» Work request:
Respond with nothing but the number of lines in this data that include the word "CourseStatus".

» Records for processing:
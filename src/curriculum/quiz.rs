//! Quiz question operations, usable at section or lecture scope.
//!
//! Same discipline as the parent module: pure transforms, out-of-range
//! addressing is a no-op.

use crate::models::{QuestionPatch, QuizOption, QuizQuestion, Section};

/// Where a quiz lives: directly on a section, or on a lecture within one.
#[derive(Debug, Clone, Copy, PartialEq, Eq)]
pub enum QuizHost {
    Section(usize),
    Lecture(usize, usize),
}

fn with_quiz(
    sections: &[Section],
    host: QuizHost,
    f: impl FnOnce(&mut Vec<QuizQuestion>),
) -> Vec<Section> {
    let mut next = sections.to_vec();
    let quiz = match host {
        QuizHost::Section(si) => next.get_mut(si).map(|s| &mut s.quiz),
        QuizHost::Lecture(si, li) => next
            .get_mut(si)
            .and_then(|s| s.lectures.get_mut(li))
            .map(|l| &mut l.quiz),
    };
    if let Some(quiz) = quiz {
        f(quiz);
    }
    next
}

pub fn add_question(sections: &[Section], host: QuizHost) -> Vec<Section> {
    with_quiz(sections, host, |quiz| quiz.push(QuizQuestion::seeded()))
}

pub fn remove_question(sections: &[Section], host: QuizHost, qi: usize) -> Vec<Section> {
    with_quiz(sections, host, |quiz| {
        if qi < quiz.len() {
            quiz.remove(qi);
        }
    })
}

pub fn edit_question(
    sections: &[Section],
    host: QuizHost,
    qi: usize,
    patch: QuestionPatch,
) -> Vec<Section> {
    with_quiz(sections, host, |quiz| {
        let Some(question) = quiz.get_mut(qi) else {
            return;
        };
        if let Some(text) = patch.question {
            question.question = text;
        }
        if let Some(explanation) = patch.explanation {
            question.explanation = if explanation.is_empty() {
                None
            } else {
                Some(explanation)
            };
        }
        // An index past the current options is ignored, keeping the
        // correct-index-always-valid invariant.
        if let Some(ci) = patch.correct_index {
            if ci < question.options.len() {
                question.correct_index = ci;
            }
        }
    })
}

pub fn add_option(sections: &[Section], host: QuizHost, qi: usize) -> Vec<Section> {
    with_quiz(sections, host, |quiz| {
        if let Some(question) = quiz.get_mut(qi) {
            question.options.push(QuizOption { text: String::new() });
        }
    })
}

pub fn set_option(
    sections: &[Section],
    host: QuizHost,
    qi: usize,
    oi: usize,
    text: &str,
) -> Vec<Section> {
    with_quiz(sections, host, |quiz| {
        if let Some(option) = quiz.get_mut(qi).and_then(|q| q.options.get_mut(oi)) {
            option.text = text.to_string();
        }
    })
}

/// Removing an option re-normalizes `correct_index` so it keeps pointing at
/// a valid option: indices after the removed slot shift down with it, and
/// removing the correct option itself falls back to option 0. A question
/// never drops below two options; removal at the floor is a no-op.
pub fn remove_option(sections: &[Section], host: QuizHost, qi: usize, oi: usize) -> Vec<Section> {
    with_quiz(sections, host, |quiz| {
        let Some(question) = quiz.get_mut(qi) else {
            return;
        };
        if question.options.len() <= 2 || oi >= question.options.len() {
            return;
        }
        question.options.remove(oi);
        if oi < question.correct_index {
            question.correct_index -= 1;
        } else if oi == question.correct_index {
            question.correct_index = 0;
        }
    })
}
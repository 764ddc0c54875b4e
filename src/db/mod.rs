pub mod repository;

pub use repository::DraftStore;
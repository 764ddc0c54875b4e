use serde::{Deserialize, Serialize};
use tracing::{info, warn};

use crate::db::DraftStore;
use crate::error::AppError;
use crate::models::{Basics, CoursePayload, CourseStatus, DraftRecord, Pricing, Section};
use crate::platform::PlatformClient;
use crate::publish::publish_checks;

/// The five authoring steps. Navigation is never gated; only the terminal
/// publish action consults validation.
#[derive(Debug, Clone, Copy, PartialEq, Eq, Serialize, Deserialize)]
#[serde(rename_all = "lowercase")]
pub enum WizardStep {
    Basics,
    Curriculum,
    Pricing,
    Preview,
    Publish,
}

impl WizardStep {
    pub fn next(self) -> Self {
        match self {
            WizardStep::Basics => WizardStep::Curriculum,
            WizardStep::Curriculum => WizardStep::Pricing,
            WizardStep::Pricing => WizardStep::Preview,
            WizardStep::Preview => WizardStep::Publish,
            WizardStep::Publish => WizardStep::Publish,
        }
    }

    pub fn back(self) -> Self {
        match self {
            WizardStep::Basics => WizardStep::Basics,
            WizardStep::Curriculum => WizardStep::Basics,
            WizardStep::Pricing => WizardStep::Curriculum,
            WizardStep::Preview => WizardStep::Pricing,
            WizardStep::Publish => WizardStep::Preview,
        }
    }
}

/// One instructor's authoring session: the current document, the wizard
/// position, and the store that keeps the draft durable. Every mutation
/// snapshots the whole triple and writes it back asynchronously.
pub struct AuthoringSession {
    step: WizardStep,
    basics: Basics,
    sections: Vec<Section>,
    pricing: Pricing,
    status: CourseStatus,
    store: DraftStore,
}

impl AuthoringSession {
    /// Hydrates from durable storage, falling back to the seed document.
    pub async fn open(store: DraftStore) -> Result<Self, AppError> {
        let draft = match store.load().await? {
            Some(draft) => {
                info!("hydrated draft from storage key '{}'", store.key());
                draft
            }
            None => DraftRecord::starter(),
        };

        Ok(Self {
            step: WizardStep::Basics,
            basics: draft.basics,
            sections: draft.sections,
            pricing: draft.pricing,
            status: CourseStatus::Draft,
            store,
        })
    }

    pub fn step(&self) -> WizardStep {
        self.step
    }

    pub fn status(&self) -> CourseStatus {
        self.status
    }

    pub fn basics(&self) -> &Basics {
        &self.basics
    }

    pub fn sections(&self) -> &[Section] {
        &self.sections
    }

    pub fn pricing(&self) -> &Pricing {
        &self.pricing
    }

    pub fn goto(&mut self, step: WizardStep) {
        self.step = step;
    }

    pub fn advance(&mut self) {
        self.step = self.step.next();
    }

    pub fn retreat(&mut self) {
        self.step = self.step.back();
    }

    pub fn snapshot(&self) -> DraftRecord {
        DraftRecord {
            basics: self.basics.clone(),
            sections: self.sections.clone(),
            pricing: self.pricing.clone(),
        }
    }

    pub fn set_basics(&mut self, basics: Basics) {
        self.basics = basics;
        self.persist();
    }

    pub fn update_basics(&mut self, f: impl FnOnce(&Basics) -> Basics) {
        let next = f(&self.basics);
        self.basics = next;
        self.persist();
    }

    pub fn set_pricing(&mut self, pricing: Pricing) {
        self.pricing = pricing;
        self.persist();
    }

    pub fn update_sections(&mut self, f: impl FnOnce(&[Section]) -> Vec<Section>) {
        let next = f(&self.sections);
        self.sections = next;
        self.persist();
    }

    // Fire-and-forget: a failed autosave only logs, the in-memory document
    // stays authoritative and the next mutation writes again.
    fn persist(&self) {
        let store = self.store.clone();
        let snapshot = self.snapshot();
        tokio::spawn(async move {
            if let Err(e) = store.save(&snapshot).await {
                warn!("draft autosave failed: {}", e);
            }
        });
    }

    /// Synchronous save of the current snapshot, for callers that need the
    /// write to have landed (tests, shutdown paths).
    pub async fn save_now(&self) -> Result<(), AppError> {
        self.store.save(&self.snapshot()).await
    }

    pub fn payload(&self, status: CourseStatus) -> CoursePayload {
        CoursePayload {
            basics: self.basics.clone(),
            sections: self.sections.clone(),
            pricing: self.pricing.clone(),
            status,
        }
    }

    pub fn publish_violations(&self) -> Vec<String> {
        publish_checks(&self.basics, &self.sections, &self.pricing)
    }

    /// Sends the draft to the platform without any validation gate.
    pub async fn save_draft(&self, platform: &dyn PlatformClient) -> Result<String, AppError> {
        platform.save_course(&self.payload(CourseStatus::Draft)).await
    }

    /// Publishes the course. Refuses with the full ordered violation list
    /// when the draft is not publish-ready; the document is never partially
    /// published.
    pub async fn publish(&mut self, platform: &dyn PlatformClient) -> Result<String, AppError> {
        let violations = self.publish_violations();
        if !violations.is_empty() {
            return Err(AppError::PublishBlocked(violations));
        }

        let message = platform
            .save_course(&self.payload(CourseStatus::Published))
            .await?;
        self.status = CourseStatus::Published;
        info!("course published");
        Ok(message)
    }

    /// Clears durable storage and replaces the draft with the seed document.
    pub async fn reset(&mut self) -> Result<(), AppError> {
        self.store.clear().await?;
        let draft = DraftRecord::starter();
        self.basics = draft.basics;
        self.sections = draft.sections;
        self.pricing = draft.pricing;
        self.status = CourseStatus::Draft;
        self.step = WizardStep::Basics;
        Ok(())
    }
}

» Result of this exercise:
9